■ Task to carry out ■
Find the line containing "to read config". Reproduce it and every line after it up to the end of the records, exactly as written.

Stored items
◇ ◇ ◇ ◇ ◇ ◇ ◇
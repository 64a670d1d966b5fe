use std::fs;

use anyhow::{Context, Result};
use serde::Deserialize;

/// Execution limits applied to every query unless the caller overrides them.
#[derive(Debug, Deserialize, Clone, Copy)]
pub struct QueryLimits {
    #[serde(default = "default_timeout_seconds")]
    pub query_timeout_seconds: u64,
    #[serde(default = "default_max_result_rows")]
    pub max_result_rows: usize,
    #[serde(default = "default_max_concurrent")]
    pub max_concurrent_queries: usize,
}

impl Default for QueryLimits {
    fn default() -> Self {
        Self {
            query_timeout_seconds: default_timeout_seconds(),
            max_result_rows: default_max_result_rows(),
            max_concurrent_queries: default_max_concurrent(),
        }
    }
}

fn default_timeout_seconds() -> u64 {
    30
}

fn default_max_result_rows() -> usize {
    10_000
}

fn default_max_concurrent() -> usize {
    10
}

/// Sizing for one cache domain.
#[derive(Debug, Deserialize, Clone, Copy)]
pub struct CacheDomainSettings {
    #[serde(default = "default_cache_capacity")]
    pub capacity: usize,
    #[serde(default = "default_cache_ttl_seconds")]
    pub ttl_seconds: u64,
}

impl Default for CacheDomainSettings {
    fn default() -> Self {
        Self {
            capacity: default_cache_capacity(),
            ttl_seconds: default_cache_ttl_seconds(),
        }
    }
}

fn default_cache_capacity() -> usize {
    100
}

fn default_cache_ttl_seconds() -> u64 {
    300
}

/// The three independent cache domains.
#[derive(Debug, Deserialize, Clone, Copy, Default)]
pub struct CacheSettings {
    #[serde(default)]
    pub query_results: CacheDomainSettings,
    #[serde(default)]
    pub responses: CacheDomainSettings,
    #[serde(default)]
    pub completions: CacheDomainSettings,
}

/// Telemetry ring sizing and slow-query thresholds.
#[derive(Debug, Deserialize, Clone, Copy)]
pub struct MonitorSettings {
    #[serde(default = "default_slow_query_ms")]
    pub slow_query_ms: f64,
    #[serde(default = "default_history_capacity")]
    pub history_capacity: usize,
    #[serde(default = "default_max_stored_sql_len")]
    pub max_stored_sql_len: usize,
}

impl Default for MonitorSettings {
    fn default() -> Self {
        Self {
            slow_query_ms: default_slow_query_ms(),
            history_capacity: default_history_capacity(),
            max_stored_sql_len: default_max_stored_sql_len(),
        }
    }
}

fn default_slow_query_ms() -> f64 {
    500.0
}

fn default_history_capacity() -> usize {
    100
}

fn default_max_stored_sql_len() -> usize {
    500
}

/// Logging output settings.
#[derive(Debug, Deserialize, Clone, Default)]
pub struct LogSettings {
    /// When set, per-query JSONL records are appended under this directory.
    #[serde(default)]
    pub queries_log_dir: Option<String>,
}

/// Top-level application configuration.
#[derive(Debug, Deserialize, Clone, Default)]
pub struct AppConfig {
    #[serde(default)]
    pub database_path: Option<String>,
    #[serde(default)]
    pub limits: QueryLimits,
    #[serde(default)]
    pub cache: CacheSettings,
    #[serde(default)]
    pub monitor: MonitorSettings,
    #[serde(default)]
    pub logging: LogSettings,
}

impl AppConfig {
    pub fn from_file(path: &str) -> Result<Self> {
        let content =
            fs::read_to_string(path).context(format!("Failed to read config file at {}", path))?;
        let mut config: AppConfig = serde_yaml::from_str(&content)
            .context(format!("Failed to parse config file at {}", path))?;

        // Environment variable overrides
        if let Ok(path) = std::env::var("KEEL_DATABASE_PATH") {
            config.database_path = Some(path);
        }
        if let Ok(secs) = std::env::var("KEEL_QUERY_TIMEOUT_SECONDS") {
            if let Ok(secs) = secs.parse() {
                config.limits.query_timeout_seconds = secs;
            }
        }
        if let Ok(max) = std::env::var("KEEL_MAX_CONCURRENT_QUERIES") {
            if let Ok(max) = max.parse() {
                config.limits.max_concurrent_queries = max;
            }
        }

        Ok(config)
    }
}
◇ ◇ ◇ ◇ ◇ ◇ ◇
■ Your response ■
            fs::read_to_string(path).context(format!("Failed to read config file at {}", path))?;
        let mut config: AppConfig = serde_yaml::from_str(&content)
            .context(format!("Failed to parse config file at {}", path))?;

        // Environment variable overrides
        if let Ok(path) = std::env::var("KEEL_DATABASE_PATH") {
            config.database_path = Some(path);
        }
        if let Ok(secs) = std::env::var("KEEL_QUERY_TIMEOUT_SECONDS") {
            if let Ok(secs) = secs.parse() {
                config.limits.query_timeout_seconds = secs;
            }
        }
        if let Ok(max) = std::env::var("KEEL_MAX_CONCURRENT_QUERIES") {
            if let Ok(max) = max.parse() {
                config.limits.max_concurrent_queries = max;
            }
        }

        Ok(config)
    }
}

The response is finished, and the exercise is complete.